Sono delusa, arrabbiata, triste e spaventata. Mi sento come se fossi in mezzo al mare senza un salvagente. Non tutti i giorni sono uguali per fortuna. Ci sono alti e bassi. Per fortuna più alti che bassi. Lo so che può sembrare assurdo ma quando vuoi guarire, quando vuoi star bene, sei disposto a sopportare qualunque effetto collaterale, sei disposto a fare qualunque sacrificio. Soprattutto con un melanoma al terzo stadio. Lo so che può sembrare assurdo desiderare così tanto una terapia vista la lista infinita di effetti collaterali. Io sono stata "fortunata"...non ho perso i capelli. Ma anche se l'aspetto esteriore non ne risente troppo non significa che non sia devastante...problemi intestinali, nausea, stomatite (i taglietti in bocca per cui diventa una sofferenza mangiare...) astenia, senza dimenticare il gonfiore, l'insonnia e l'irritabilità dovuti al cortisone!

E così ora eccomi qua con i miei controlli ogni 12 settimane. Ho imparato a vivere apprezzando le cose belle che ho. Un giorno alla volta, anzi una TAC alla volta... Se mi avessero detto che avrei vissuto e aggiungerei vissuto bene, con un melanoma al terzo stadio, non so se ci avrei creduto. E invece sì. Una vita strana, prima eri Tu che portavi la terapia e un sorriso ai tuoi pazienti, e ora ti ritrovi dall’altra parte. La parola cancro, la parola tumore sono orribili… ma la parola metastasi, almeno per me, è stata devastante… Il mondo ti crolla addosso e la disperazione ti porta a pensare che non ci sia più nulla da fare. E invece c’è da fare! L’intervento, la riabilitazione, le cure oncologiche, il supporto di cure omeopatiche, l’alimentazione, la psicoterapia e anche il mio blog (www.marydallaltraparte.com).

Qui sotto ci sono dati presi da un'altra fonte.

use std::collections::HashMap;
use std::sync::{Arc, RwLock};
use std::time::{Duration, Instant};

use async_trait::async_trait;
use folio_market_data::MarketDataProvider;
use log::{debug, warn};
use rust_decimal::Decimal;

use super::quotes_traits::QuoteServiceTrait;
use crate::assets::normalize_symbol;

struct CachedPrice {
    price: Decimal,
    fetched_at: Instant,
}

/// Price lookup over a priority-ordered provider chain.
///
/// Successful prices are cached per symbol for `cache_ttl`; a zero TTL turns
/// the cache off. Expired entries are pruned whenever a new price is stored.
pub struct QuoteService {
    providers: Vec<Arc<dyn MarketDataProvider>>,
    cache: RwLock<HashMap<String, CachedPrice>>,
    cache_ttl: Duration,
}

impl QuoteService {
    pub fn new(mut providers: Vec<Arc<dyn MarketDataProvider>>, cache_ttl: Duration) -> Self {
        providers.sort_by_key(|p| p.priority());
        Self {
            providers,
            cache: RwLock::new(HashMap::new()),
            cache_ttl,
        }
    }

    /// Provider ids in the order they are consulted.
    pub fn provider_ids(&self) -> Vec<&'static str> {
        self.providers.iter().map(|p| p.id()).collect()
    }

    fn cached(&self, symbol: &str) -> Option<Decimal> {
        if self.cache_ttl.is_zero() {
            return None;
        }
        let cache = self.cache.read().unwrap_or_else(|e| e.into_inner());
        cache
            .get(symbol)
            .filter(|entry| entry.fetched_at.elapsed() < self.cache_ttl)
            .map(|entry| entry.price)
    }

    fn remember(&self, symbol: &str, price: Decimal) {
        if self.cache_ttl.is_zero() {
            return;
        }
        let mut cache = self.cache.write().unwrap_or_else(|e| e.into_inner());
        cache.retain(|_, entry| entry.fetched_at.elapsed() < self.cache_ttl);
        cache.insert(
            symbol.to_string(),
            CachedPrice {
                price,
                fetched_at: Instant::now(),
            },
        );
    }

    /// Number of cached entries, expired ones included until the next insert.
    pub fn cached_symbols(&self) -> usize {
        self.cache.read().unwrap_or_else(|e| e.into_inner()).len()
    }

    /// Drops every cached price.
    pub fn clear_cache(&self) {
        self.cache
            .write()
            .unwrap_or_else(|e| e.into_inner())
            .clear();
    }
}

#[async_trait]
impl QuoteServiceTrait for QuoteService {
    async fn get_current_price(&self, symbol: &str) -> Option<Decimal> {
        let symbol = normalize_symbol(symbol);
        if symbol.is_empty() {
            return None;
        }
        if let Some(price) = self.cached(&symbol) {
            debug!("Price cache hit for {}: {}", symbol, price);
            return Some(price);
        }

        for provider in &self.providers {
            match provider.get_latest_quote(&symbol).await {
                Ok(quote) => {
                    debug!(
                        "Price for {} from {}: {}",
                        symbol,
                        provider.id(),
                        quote.close
                    );
                    self.remember(&symbol, quote.close);
                    return Some(quote.close);
                }
                Err(e) if e.is_symbol_not_found() => {
                    debug!("{} has no price for {}", provider.id(), symbol);
                }
                Err(e) => {
                    warn!("{} failed to price {}: {}", provider.id(), symbol, e);
                }
            }
        }

        warn!("No current price available for {}", symbol);
        None
    }
}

E sapersi affidare con fiducia (con un chirurgo e un oncologo così speciali, medici ma soprattutto persone sensibili, competenti, umane e professionali non è difficile sapersi affidare), sorridere, pensare positivo… Perché quello che conta è avere il sole dentro, circondarsi dei propri affetti e qualche volta allontanarsi e prendersi del tempo per sé. Per piangere mentre si ascolta una canzone o mentre si scrive un articolo, piangere a singhiozzi perché ripercorrere in parte questo anno e vedere tutto nero su bianco fa davvero male. Ma alla fine quando butti tutto fuori, quando ti sfoghi stai meglio, ti asciughi le lacrime e riparti un po’ più forte di prima, per te, per i tuoi bimbi meravigliosi per il tuo fantastico marito. “Perché una donna ricomincia comunque, ha dentro un istinto che la trascinerà sempre avanti. Ti servirà una strategia, dovrai inventarti una nuova forma per la tua nuova te” (Jack Folla).